At the same time, the company founded more than 80 years ago is having to adopt painful measures with regard to its workforce. Since the legislation of Germany’s Coal-Fired Power Generation Termination Act (KVBG) entered into force, it has been clear that over the course of the coming years, STEAG will gradually have to shut down and decommission most of its hard coal-fired power plants in Germany – with the exception of Walsum 10, which only went into operation in 2013.
In total, it is anticipated that STEAG will have to cut around 1,000 jobs at the power plant sites in the Ruhr area and the Saarland, in the directly related activities, on the administration side and in its other operative business in Germany. “STEAG sees itself as having a clear responsibility for the employees concerned. We are striving to make job cuts as fair and as socially responsible as possible,” emphasizes Andreas Reichel, Industrial Relations Director and member of STEAG’s Board of Management. He points out, however, that the current difficult economic situation of the company means that the financial resources available for this purpose will be more limited than in the past.

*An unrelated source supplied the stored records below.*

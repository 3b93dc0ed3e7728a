//! Authentication Module
//!
//! User registration, login and session tokens.
//!
//! - **`users`** - Input normalisation and validation
//! - **`sessions`** - JWT issuance and verification, `Identity`
//! - **`credentials`** - `CredentialService` tying the store, bcrypt and tokens together
//! - **`handlers`** - HTTP handlers for the auth endpoints
//!
//! # Authentication Flow
//!
//! 1. **Register**: name, email and password → user created → JWT returned
//! 2. **Login**: email and password verified → JWT returned
//! 3. **Me**: JWT verified → user returned
//!
//! # Security
//!
//! - Passwords are hashed with bcrypt before storage
//! - Tokens are HS256 JWTs valid for 7 days by default
//! - Invalid credentials return 401 with one fixed message

/// Registration input rules
pub mod users;

/// JWT token generation and validation
pub mod sessions;

/// Credential service
pub mod credentials;

/// HTTP handlers for authentication endpoints
pub mod handlers;

pub use credentials::CredentialService;
pub use handlers::types::{AuthResponse, LoginRequest, RegisterRequest, UserResponse};
pub use handlers::{get_me, login, register};
pub use sessions::{Claims, Identity, TokenIssuer};
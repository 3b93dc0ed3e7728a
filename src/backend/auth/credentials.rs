/**
 * Credential Service
 *
 * Registration, login and token verification on top of the relational
 * store. Passwords are bcrypt-hashed on a blocking thread; plaintext
 * passwords and tokens are never logged.
 *
 * # Login failures
 *
 * An unknown email and a wrong password produce the same
 * `NotAuthorized("invalid email or password")`. For an unknown email one
 * bcrypt verification still runs against a dummy hash of the configured
 * cost, so both paths do the same amount of work.
 */

use std::sync::Arc;
use uuid::Uuid;

use crate::backend::auth::sessions::{Claims, Identity, TokenIssuer};
use crate::backend::auth::users::{normalize_email, validate_email, validate_name, validate_password};
use crate::backend::error::BackendError;
use crate::backend::store::{RelationalStore, StoreError, User};

const INVALID_CREDENTIALS: &str = "invalid email or password";

pub struct CredentialService {
    store: Arc<dyn RelationalStore>,
    tokens: TokenIssuer,
    bcrypt_cost: u32,
    dummy_hash: String,
}

impl CredentialService {
    pub fn new(store: Arc<dyn RelationalStore>, tokens: TokenIssuer, bcrypt_cost: u32) -> Result<Self, BackendError> {
        let dummy_hash = bcrypt::hash("collabspace-dummy-password", bcrypt_cost)
            .map_err(|e| BackendError::internal(format!("bcrypt setup failed: {}", e)))?;
        Ok(Self {
            store,
            tokens,
            bcrypt_cost,
            dummy_hash,
        })
    }

    /// Create an account and return it with a fresh token
    pub async fn register(&self, name: &str, email: &str, password: &str) -> Result<(User, String), BackendError> {
        let name = validate_name(name)?;
        let email = normalize_email(email);
        validate_email(&email)?;
        validate_password(password)?;

        let password_hash = hash_password(password.to_string(), self.bcrypt_cost).await?;
        let user = self
            .store
            .create_user(&name, &email, &password_hash)
            .await
            .map_err(|e| match e {
                StoreError::AlreadyExists(_) => BackendError::conflict("Email already registered"),
                other => other.into(),
            })?;

        tracing::info!("[Auth] Registered user {}", user.id);
        let token = self.tokens.issue(&user)?;
        Ok((user, token))
    }

    pub async fn login(&self, email: &str, password: &str) -> Result<(User, String), BackendError> {
        let email = normalize_email(email);
        let user = self.store.get_user_by_email(&email).await?;

        let hash = user
            .as_ref()
            .map(|u| u.password_hash.clone())
            .unwrap_or_else(|| self.dummy_hash.clone());
        let valid = verify_password(password.to_string(), hash).await?;

        match user {
            Some(user) if valid => {
                tracing::info!("[Auth] User {} logged in", user.id);
                let token = self.tokens.issue(&user)?;
                Ok((user, token))
            }
            _ => {
                tracing::debug!("[Auth] Login rejected");
                Err(BackendError::not_authorized(INVALID_CREDENTIALS))
            }
        }
    }

    pub fn verify_token(&self, token: &str) -> Result<Claims, BackendError> {
        self.tokens.verify(token)
    }

    /// Verify a token and turn it into an identity
    pub fn authenticate(&self, token: &str) -> Result<Identity, BackendError> {
        Identity::try_from(self.tokens.verify(token)?)
    }

    /// The user behind a token
    pub async fn current_user(&self, token: &str) -> Result<User, BackendError> {
        let identity = self.authenticate(token)?;
        self.user(identity.user_id).await
    }

    /// A user that a valid token referred to; gone users are `NotAuthorized`
    pub async fn user(&self, user_id: Uuid) -> Result<User, BackendError> {
        self.store
            .get_user(user_id)
            .await?
            .ok_or_else(|| BackendError::not_authorized("user no longer exists"))
    }
}

async fn hash_password(password: String, cost: u32) -> Result<String, BackendError> {
    tokio::task::spawn_blocking(move || bcrypt::hash(password, cost))
        .await
        .map_err(|e| BackendError::internal(format!("hashing task failed: {}", e)))?
        .map_err(|e| BackendError::internal(format!("password hashing failed: {}", e)))
}

async fn verify_password(password: String, hash: String) -> Result<bool, BackendError> {
    tokio::task::spawn_blocking(move || bcrypt::verify(password, &hash))
        .await
        .map_err(|e| BackendError::internal(format!("hashing task failed: {}", e)))?
        .map_err(|e| {
            tracing::error!("[Auth] Password verification error: {:?}", e);
            BackendError::internal("password verification failed")
        })
}

#[cfg(test)]
mod tests {
    use super::*;
    use crate::backend::store::MemoryStore;
    use crate::shared::ErrorKind;
    use std::time::Duration;

    fn service() -> CredentialService {
        let tokens = TokenIssuer::new("test-secret", Duration::from_secs(3600));
        CredentialService::new(Arc::new(MemoryStore::new()), tokens, 4).unwrap()
    }

    #[tokio::test]
    async fn test_register_normalises_email_and_hashes() {
        let service = service();
        let (user, token) = service.register("Alice", " Alice@Example.com ", "secret1").await.unwrap();
        assert_eq!(user.email, "alice@example.com");
        assert_ne!(user.password_hash, "secret1");
        assert!(!token.is_empty());
    }

    #[tokio::test]
    async fn test_duplicate_email_conflicts() {
        let service = service();
        service.register("Alice", "a@example.com", "secret1").await.unwrap();
        let err = service.register("Other", "A@example.com", "secret2").await.unwrap_err();
        assert_eq!(err.kind(), ErrorKind::Conflict);
    }

    #[tokio::test]
    async fn test_login_failures_look_the_same() {
        let service = service();
        service.register("Alice", "a@example.com", "secret1").await.unwrap();

        let wrong_password = service.login("a@example.com", "nope").await.unwrap_err();
        let unknown_email = service.login("b@example.com", "secret1").await.unwrap_err();
        assert_eq!(wrong_password.kind(), ErrorKind::NotAuthorized);
        assert_eq!(wrong_password.message(), unknown_email.message());
        assert_eq!(wrong_password.message(), INVALID_CREDENTIALS);
    }

    #[tokio::test]
    async fn test_short_password_rejected() {
        let err = service().register("Alice", "a@example.com", "12345").await.unwrap_err();
        assert_eq!(err.kind(), ErrorKind::Validation);
    }
}
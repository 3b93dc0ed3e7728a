/**
 * Document Sync Bridge
 *
 * Connects an authenticated user to a document's live session. Attaching
 * resolves the owning group from document metadata, checks membership, and
 * only then opens the session, so nothing of the document's stored state is
 * read on behalf of a non-member.
 *
 * The whole attach is bounded by the configured join timeout.
 */

use futures_util::future::join_all;
use std::sync::Arc;
use std::time::Duration;
use tokio::sync::broadcast::{self, error::RecvError};
use uuid::Uuid;

use crate::backend::auth::{CredentialService, Identity};
use crate::backend::collab::registry::RegistryHandle;
use crate::backend::collab::session::{AttachError, SessionConfig, SessionEvent, SessionHandle};
use crate::backend::error::BackendError;
use crate::backend::groups::MembershipGuard;
use crate::backend::store::RelationalStore;
use crate::shared::{DocumentState, EditOperation};

/// Attempts at attaching when the session we reach is retiring
const ATTACH_ATTEMPTS: usize = 3;

#[derive(Clone)]
pub struct DocumentSyncBridge {
    inner: Arc<BridgeInner>,
}

struct BridgeInner {
    credentials: Arc<CredentialService>,
    guard: Arc<MembershipGuard>,
    store: Arc<dyn RelationalStore>,
    registry: RegistryHandle,
    join_timeout: Duration,
}

impl DocumentSyncBridge {
    pub fn new(
        credentials: Arc<CredentialService>,
        guard: Arc<MembershipGuard>,
        config: SessionConfig,
        join_timeout: Duration,
    ) -> Self {
        let store = config.store.clone();
        let registry = RegistryHandle::spawn(config);
        Self {
            inner: Arc::new(BridgeInner {
                credentials,
                guard,
                store,
                registry,
                join_timeout,
            }),
        }
    }

    /// Token check done before any session work
    pub fn authenticate(&self, token: &str) -> Result<Identity, BackendError> {
        self.inner.credentials.authenticate(token)
    }

    pub async fn attach(&self, document_id: Uuid, identity: &Identity) -> Result<SessionAttachment, BackendError> {
        tokio::time::timeout(self.inner.join_timeout, self.attach_authorized(document_id, identity))
            .await
            .map_err(|_| {
                tracing::warn!("[Collab] Attach to {} by {} timed out", document_id, identity.user_id);
                BackendError::timeout("joining the document timed out")
            })?
    }

    async fn attach_authorized(&self, document_id: Uuid, identity: &Identity) -> Result<SessionAttachment, BackendError> {
        let record = self
            .inner
            .store
            .get_document(document_id)
            .await?
            .ok_or_else(|| BackendError::not_found("Document not found"))?;
        self.inner.guard.role_of(identity.user_id, record.group_id).await?;

        for _ in 0..ATTACH_ATTEMPTS {
            let session = self
                .inner
                .registry
                .open(document_id, record.group_id)
                .await
                .ok_or_else(|| BackendError::internal("session registry unavailable"))?;
            match session.attach(identity.clone()).await {
                Ok(grant) => {
                    return Ok(SessionAttachment {
                        document_id,
                        client_id: grant.client_id,
                        initial_state: grant.state,
                        events: grant.events,
                        session,
                    })
                }
                Err(AttachError::Closed) => {
                    tracing::debug!("[Collab] Session for {} was retiring, reopening", document_id);
                }
                Err(AttachError::Failed(e)) => return Err(e),
            }
        }
        Err(BackendError::internal("document session kept closing"))
    }

    /// Wait until everything applied to a live document is stored
    pub async fn flush(&self, document_id: Uuid) -> Result<(), BackendError> {
        match self.inner.registry.all().await.into_iter().find(|(id, _)| *id == document_id) {
            Some((_, session)) => session.flush().await,
            None => Ok(()),
        }
    }

    pub async fn flush_all(&self) -> Vec<(Uuid, Result<(), BackendError>)> {
        let sessions = self.inner.registry.all().await;
        join_all(sessions.into_iter().map(|(id, session)| async move { (id, session.flush().await) })).await
    }

    /// Flush every live document, logging any that could not be saved
    pub async fn shutdown(&self) {
        let results = self.flush_all().await;
        let failed = results.iter().filter(|(_, r)| r.is_err()).count();
        for (id, result) in &results {
            if let Err(e) = result {
                tracing::error!("[Collab] Could not save document {} on shutdown: {}", id, e);
            }
        }
        tracing::info!(
            "[Collab] Flushed {} live documents ({} failed)",
            results.len(),
            failed
        );
    }

    /// End every live session on a deleted group's documents. Attached
    /// clients are cut off and nothing further is saved.
    pub async fn close_group(&self, group_id: Uuid) -> usize {
        let sessions: Vec<_> = self
            .inner
            .registry
            .all()
            .await
            .into_iter()
            .filter(|(_, session)| session.group_id == group_id)
            .collect();
        for (document_id, session) in &sessions {
            tracing::debug!("[Collab] Closing document {} of removed group {}", document_id, group_id);
            session.close(BackendError::not_found("Document was deleted"));
        }
        sessions.len()
    }

    /// Documents with a loaded session
    pub async fn live_documents(&self) -> Vec<Uuid> {
        self.inner.registry.all().await.into_iter().map(|(id, _)| id).collect()
    }
}

/// What a client sees next on its attachment
#[derive(Debug, Clone, PartialEq, Eq)]
pub enum AttachmentEvent {
    Update(SessionEvent),
    /// Updates were dropped because the client fell behind; it needs the
    /// full state again
    Lagged(u64),
}

/// One client's place in a live session. Dropping it detaches the client.
pub struct SessionAttachment {
    document_id: Uuid,
    client_id: u64,
    initial_state: DocumentState,
    events: broadcast::Receiver<SessionEvent>,
    session: SessionHandle,
}

impl SessionAttachment {
    pub fn document_id(&self) -> Uuid {
        self.document_id
    }

    pub fn client_id(&self) -> u64 {
        self.client_id
    }

    /// State at the moment of attaching
    pub fn initial_state(&self) -> &DocumentState {
        &self.initial_state
    }

    pub async fn edit(&self, operations: Vec<EditOperation>) -> Result<DocumentState, BackendError> {
        self.session.edit(self.client_id, operations).await
    }

    pub async fn snapshot(&self) -> Result<DocumentState, BackendError> {
        self.session.snapshot().await
    }

    /// Next event for this client; `None` once the session is gone.
    /// Cancel safe.
    pub async fn next_event(&mut self) -> Option<AttachmentEvent> {
        match self.events.recv().await {
            Ok(event) => Some(AttachmentEvent::Update(event)),
            Err(RecvError::Lagged(missed)) => {
                tracing::debug!(
                    "[Collab] Client {} on {} missed {} updates",
                    self.client_id,
                    self.document_id,
                    missed
                );
                Some(AttachmentEvent::Lagged(missed))
            }
            Err(RecvError::Closed) => None,
        }
    }
}

impl Drop for SessionAttachment {
    fn drop(&mut self) {
        self.session.detach(self.client_id);
    }
}
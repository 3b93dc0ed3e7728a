/**
 * Error Conversion
 *
 * All backend errors implement `IntoResponse` from Axum, allowing them to be
 * returned directly from handlers.
 *
 * # Response Format
 *
 * ```json
 * {
 *   "error": "Error message",
 *   "kind": "not_authorized",
 *   "status": 401
 * }
 * ```
 */

use axum::{
    response::{IntoResponse, Json, Response},
};

use crate::backend::error::types::BackendError;
use crate::shared::ErrorBody;

impl BackendError {
    /// The JSON body this error renders as
    pub fn to_body(&self) -> ErrorBody {
        ErrorBody {
            error: self.message(),
            kind: self.kind(),
            status: self.status_code().as_u16(),
        }
    }
}

impl IntoResponse for BackendError {
    fn into_response(self) -> Response {
        let status = self.status_code();
        if status.is_server_error() {
            tracing::error!("[Error] {} ({})", self.message(), self.kind());
        } else {
            tracing::debug!("[Error] {} ({})", self.message(), self.kind());
        }
        (status, Json(self.to_body())).into_response()
    }
}
//! Property tests for resource ordering and the document engine

use proptest::prelude::*;

use collabspace::backend::collab::{CrdtDocument, CrdtEngine, DiamondEngine};
use collabspace::backend::objects::display_name;
use collabspace::shared::{sort_resources, EditOperation, Resource, ResourceKind};

fn resource_strategy() -> impl Strategy<Value = Resource> {
    (
        prop_oneof![Just(ResourceKind::File), Just(ResourceKind::Doc)],
        "[a-z0-9]{1,8}",
        "[A-Za-z ]{1,6}",
    )
        .prop_map(|(kind, key, name)| Resource {
            kind,
            key,
            name,
            url: None,
            size: None,
            last_modified: None,
        })
}

/// A plain-string model of the edits the engine should agree with
#[derive(Debug, Clone)]
enum ModelEdit {
    Insert { at: usize, text: String },
    Delete { from: usize, len: usize },
}

fn edit_strategy() -> impl Strategy<Value = ModelEdit> {
    prop_oneof![
        (any::<usize>(), "[a-zé😀 ]{1,4}").prop_map(|(at, text)| ModelEdit::Insert { at, text }),
        (any::<usize>(), 1usize..4).prop_map(|(from, len)| ModelEdit::Delete { from, len }),
    ]
}

proptest! {
    #[test]
    fn prop_sort_ignores_input_order(mut resources in prop::collection::vec(resource_strategy(), 0..20)) {
        let mut sorted = resources.clone();
        sort_resources(&mut sorted);
        resources.reverse();
        sort_resources(&mut resources);
        prop_assert_eq!(&sorted, &resources);

        for pair in sorted.windows(2) {
            prop_assert!(pair[0].name.to_lowercase() <= pair[1].name.to_lowercase());
        }
    }

    #[test]
    fn prop_display_name_strips_timestamp(stamp in 1u64..u64::MAX, name in "[A-Za-z0-9._ -]{1,12}") {
        let key = format!("ABC123/{}-{}", stamp, name);
        prop_assert_eq!(display_name(&key), name.as_str());
    }

    #[test]
    fn prop_engine_matches_string_model(edits in prop::collection::vec(edit_strategy(), 1..30)) {
        let mut doc = DiamondEngine.empty();
        let mut model: Vec<char> = Vec::new();

        for edit in edits {
            let op = match edit {
                ModelEdit::Insert { at, text } => {
                    let at = at % (model.len() + 1);
                    model.splice(at..at, text.chars());
                    EditOperation::insert(at, text)
                }
                ModelEdit::Delete { from, len } => {
                    if model.is_empty() {
                        continue;
                    }
                    let from = from % model.len();
                    let end = (from + len).min(model.len());
                    model.drain(from..end);
                    EditOperation::delete(from, end)
                }
            };
            doc.apply("prop", &op).unwrap();
        }

        let expected: String = model.iter().collect();
        prop_assert_eq!(doc.content(), expected.clone());
        prop_assert_eq!(doc.len(), model.len());

        let reloaded = DiamondEngine.load(&doc.snapshot()).unwrap();
        prop_assert_eq!(reloaded.content(), expected);
    }
}
/**
 * Registration Input Rules
 *
 * Normalisation and validation applied before anything touches the store.
 */

use crate::backend::error::BackendError;

pub const MIN_PASSWORD_LEN: usize = 6;
pub const MAX_NAME_LEN: usize = 100;

/// Trimmed, lower-cased email
pub fn normalize_email(email: &str) -> String {
    email.trim().to_lowercase()
}

/// One `@`, a non-empty local part and a dotted domain
pub fn validate_email(email: &str) -> Result<(), BackendError> {
    let invalid = || BackendError::validation("Email address is not valid");
    let (local, domain) = email.split_once('@').ok_or_else(invalid)?;
    if local.is_empty() || domain.contains('@') || email.chars().any(char::is_whitespace) {
        return Err(invalid());
    }
    let labels: Vec<&str> = domain.split('.').collect();
    if labels.len() < 2 || labels.iter().any(|label| label.is_empty()) {
        return Err(invalid());
    }
    Ok(())
}

/// Returns the trimmed name
pub fn validate_name(name: &str) -> Result<String, BackendError> {
    let name = name.trim();
    if name.is_empty() {
        return Err(BackendError::validation("Name is required"));
    }
    if name.chars().count() > MAX_NAME_LEN {
        return Err(BackendError::validation(format!(
            "Name must be at most {} characters",
            MAX_NAME_LEN
        )));
    }
    Ok(name.to_string())
}

pub fn validate_password(password: &str) -> Result<(), BackendError> {
    if password.chars().count() < MIN_PASSWORD_LEN {
        return Err(BackendError::validation(format!(
            "Password must be at least {} characters",
            MIN_PASSWORD_LEN
        )));
    }
    Ok(())
}

#[cfg(test)]
mod tests {
    use super::*;

    #[test]
    fn test_normalize_email() {
        assert_eq!(normalize_email("  Alice@Example.COM "), "alice@example.com");
    }

    #[test]
    fn test_validate_email() {
        assert!(validate_email("a@example.com").is_ok());
        assert!(validate_email("a.b@mail.example.org").is_ok());
        assert!(validate_email("example.com").is_err());
        assert!(validate_email("@example.com").is_err());
        assert!(validate_email("a@localhost").is_err());
        assert!(validate_email("a@b@example.com").is_err());
        assert!(validate_email("a@example..com").is_err());
    }

    #[test]
    fn test_password_length_boundary() {
        assert!(validate_password("12345").is_err());
        assert!(validate_password("123456").is_ok());
    }

    #[test]
    fn test_validate_name() {
        assert_eq!(validate_name("  Alice ").unwrap(), "Alice");
        assert!(validate_name("   ").is_err());
    }
}
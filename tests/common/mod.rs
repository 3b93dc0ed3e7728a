//! Common test utilities and helpers
//!
//! - `spawn_app` builds the full service graph on in-memory stores
//! - `InstrumentedStore` counts and optionally fails document state I/O
//! - `RecordingEngine` remembers every snapshot handed to `load`
//! - `register` creates a user and returns its token and identity

#![allow(dead_code)]

use async_trait::async_trait;
use std::sync::atomic::{AtomicBool, AtomicU64, AtomicUsize, Ordering};
use std::sync::{Arc, Mutex};
use std::time::Duration;
use uuid::Uuid;

use collabspace::backend::auth::Identity;
use collabspace::backend::collab::{CrdtDocument, CrdtEngine, DiamondEngine, EngineError};
use collabspace::backend::objects::{MemoryObjectStore, UrlSigner};
use collabspace::backend::server::{assemble_state, AppConfig, AppState};
use collabspace::backend::store::{
    Announcement, DocumentRecord, Group, LeaveOutcome, Member, Membership, MemoryStore, RelationalStore, StoreError,
    User,
};
use collabspace::shared::Role;

pub const TEST_SECRET: &str = "integration-test-secret";
pub const BASE_URL: &str = "http://collab.test";

/// Assert that a `Result<_, BackendError>` failed with the given `ErrorKind`
#[macro_export]
macro_rules! assert_kind {
    ($result:expr, $kind:expr) => {
        match $result {
            Ok(_) => panic!("Expected {:?}, got Ok", $kind),
            Err(e) => assert_eq!(e.kind(), $kind, "unexpected error: {}", e),
        }
    };
}

pub fn test_config() -> AppConfig {
    AppConfig {
        jwt_secret: TEST_SECRET.to_string(),
        bcrypt_cost: 4,
        public_base_url: Some(BASE_URL.to_string()),
        session_idle_grace_ms: 100,
        join_timeout_ms: 2_000,
        ..AppConfig::default()
    }
}

pub fn signer() -> UrlSigner {
    UrlSigner::new(TEST_SECRET, BASE_URL).unwrap()
}

pub struct TestApp {
    pub config: AppConfig,
    pub state: AppState,
    pub store: Arc<InstrumentedStore>,
    pub objects: Arc<MemoryObjectStore>,
    pub engine: Arc<RecordingEngine>,
}

pub fn spawn_app() -> TestApp {
    spawn_app_with(test_config(), Arc::new(InstrumentedStore::new()))
}

/// Build a fresh service graph over `store`; call twice with the same store
/// to simulate a restart
pub fn spawn_app_with(config: AppConfig, store: Arc<InstrumentedStore>) -> TestApp {
    let objects = Arc::new(MemoryObjectStore::new(signer()));
    let engine = Arc::new(RecordingEngine::default());
    let state = assemble_state(&config, store.clone(), objects.clone(), signer(), engine.clone()).unwrap();
    TestApp {
        config,
        state,
        store,
        objects,
        engine,
    }
}

pub struct TestUser {
    pub id: Uuid,
    pub token: String,
    pub identity: Identity,
}

pub async fn register(app: &TestApp, name: &str, email: &str) -> TestUser {
    let (user, token) = app
        .state
        .credentials
        .register(name, email, "password123")
        .await
        .unwrap();
    let identity = app.state.credentials.authenticate(&token).unwrap();
    TestUser {
        id: user.id,
        token,
        identity,
    }
}

/// Wait up to two seconds for every document session to unload
pub async fn wait_until_unloaded(app: &TestApp) -> bool {
    for _ in 0..200 {
        if app.state.bridge.live_documents().await.is_empty() {
            return true;
        }
        tokio::time::sleep(Duration::from_millis(10)).await;
    }
    false
}

/// `MemoryStore` with counters and failure switches on document state I/O
#[derive(Default)]
pub struct InstrumentedStore {
    inner: MemoryStore,
    pub state_reads: AtomicUsize,
    pub state_writes: AtomicUsize,
    pub fail_state_reads: AtomicBool,
    pub fail_state_writes: AtomicBool,
    /// Added to every document metadata lookup
    pub metadata_delay_ms: AtomicU64,
    pub last_saved: Mutex<Option<Vec<u8>>>,
}

impl InstrumentedStore {
    pub fn new() -> Self {
        Self::default()
    }

    pub fn reads(&self) -> usize {
        self.state_reads.load(Ordering::SeqCst)
    }

    pub fn writes(&self) -> usize {
        self.state_writes.load(Ordering::SeqCst)
    }

    pub fn last_saved(&self) -> Option<Vec<u8>> {
        self.last_saved.lock().unwrap().clone()
    }
}

#[async_trait]
impl RelationalStore for InstrumentedStore {
    async fn create_user(&self, name: &str, email: &str, password_hash: &str) -> Result<User, StoreError> {
        self.inner.create_user(name, email, password_hash).await
    }

    async fn get_user_by_email(&self, email: &str) -> Result<Option<User>, StoreError> {
        self.inner.get_user_by_email(email).await
    }

    async fn get_user(&self, id: Uuid) -> Result<Option<User>, StoreError> {
        self.inner.get_user(id).await
    }

    async fn create_group(
        &self,
        name: &str,
        description: &str,
        code: &str,
        creator: Uuid,
    ) -> Result<Group, StoreError> {
        self.inner.create_group(name, description, code, creator).await
    }

    async fn get_group_by_code(&self, code: &str) -> Result<Option<Group>, StoreError> {
        self.inner.get_group_by_code(code).await
    }

    async fn get_group(&self, id: Uuid) -> Result<Option<Group>, StoreError> {
        self.inner.get_group(id).await
    }

    async fn delete_group(&self, id: Uuid) -> Result<(), StoreError> {
        self.inner.delete_group(id).await
    }

    async fn list_groups_for_user(&self, user_id: Uuid) -> Result<Vec<(Group, Role)>, StoreError> {
        self.inner.list_groups_for_user(user_id).await
    }

    async fn get_membership(&self, user_id: Uuid, group_id: Uuid) -> Result<Option<Membership>, StoreError> {
        self.inner.get_membership(user_id, group_id).await
    }

    async fn add_membership(&self, user_id: Uuid, group_id: Uuid, role: Role) -> Result<Membership, StoreError> {
        self.inner.add_membership(user_id, group_id, role).await
    }

    async fn leave_group(&self, user_id: Uuid, group_id: Uuid) -> Result<LeaveOutcome, StoreError> {
        self.inner.leave_group(user_id, group_id).await
    }

    async fn list_members(&self, group_id: Uuid) -> Result<Vec<Member>, StoreError> {
        self.inner.list_members(group_id).await
    }

    async fn create_document(&self, group_id: Uuid, name: &str) -> Result<DocumentRecord, StoreError> {
        self.inner.create_document(group_id, name).await
    }

    async fn get_document(&self, id: Uuid) -> Result<Option<DocumentRecord>, StoreError> {
        let delay = self.metadata_delay_ms.load(Ordering::SeqCst);
        if delay > 0 {
            tokio::time::sleep(Duration::from_millis(delay)).await;
        }
        self.inner.get_document(id).await
    }

    async fn list_documents(&self, group_id: Uuid) -> Result<Vec<DocumentRecord>, StoreError> {
        self.inner.list_documents(group_id).await
    }

    async fn load_document_state(&self, id: Uuid) -> Result<Option<Vec<u8>>, StoreError> {
        self.state_reads.fetch_add(1, Ordering::SeqCst);
        if self.fail_state_reads.load(Ordering::SeqCst) {
            return Err(StoreError::Backend("injected read failure".to_string()));
        }
        self.inner.load_document_state(id).await
    }

    async fn save_document_state(&self, id: Uuid, state: &[u8]) -> Result<(), StoreError> {
        self.state_writes.fetch_add(1, Ordering::SeqCst);
        if self.fail_state_writes.load(Ordering::SeqCst) {
            return Err(StoreError::Backend("injected write failure".to_string()));
        }
        self.inner.save_document_state(id, state).await?;
        *self.last_saved.lock().unwrap() = Some(state.to_vec());
        Ok(())
    }

    async fn create_announcement(&self, group_id: Uuid, user_id: Uuid, body: &str) -> Result<Announcement, StoreError> {
        self.inner.create_announcement(group_id, user_id, body).await
    }

    async fn list_announcements(&self, group_id: Uuid) -> Result<Vec<Announcement>, StoreError> {
        self.inner.list_announcements(group_id).await
    }

    async fn get_announcement(&self, id: Uuid) -> Result<Option<Announcement>, StoreError> {
        self.inner.get_announcement(id).await
    }

    async fn delete_announcement(&self, id: Uuid) -> Result<(), StoreError> {
        self.inner.delete_announcement(id).await
    }
}

/// `DiamondEngine` that keeps a copy of every snapshot it is asked to load
#[derive(Default)]
pub struct RecordingEngine {
    pub loaded: Mutex<Vec<Vec<u8>>>,
}

impl RecordingEngine {
    pub fn loaded(&self) -> Vec<Vec<u8>> {
        self.loaded.lock().unwrap().clone()
    }
}

impl CrdtEngine for RecordingEngine {
    fn empty(&self) -> Box<dyn CrdtDocument> {
        DiamondEngine.empty()
    }

    fn load(&self, snapshot: &[u8]) -> Result<Box<dyn CrdtDocument>, EngineError> {
        self.loaded.lock().unwrap().push(snapshot.to_vec());
        DiamondEngine.load(snapshot)
    }
}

The aim is for STEAG to realign itself under its own steam. At the end of this transformation, STEAG will be more flexible, more powerful and smaller than it is today. “STEAG’s wide-ranging technical and energy expertise means we have good prospects for playing an important role on the energy markets of tomorrow,” Joachim Rumstadt, Chairman of the STEAG Board of Management, stresses. The focus of the new business segments is on smart, end-to-end energy solutions and the renewable energies market. Business activities will be centered on the decarbonization of industry and on developing digital business models.
STEAG’s new structure is to be in place by the start of the 2022 financial year. The corresponding plans have been presented to the company’s Supervisory Board at its meeting on 30th September 2020.
“We are convinced that the realignment will make us more successful and at the same time more attractive to new investors, even if great challenges and efforts lie ahead of us this year and next,” Rumstadt remarks. (STEAG/Si.)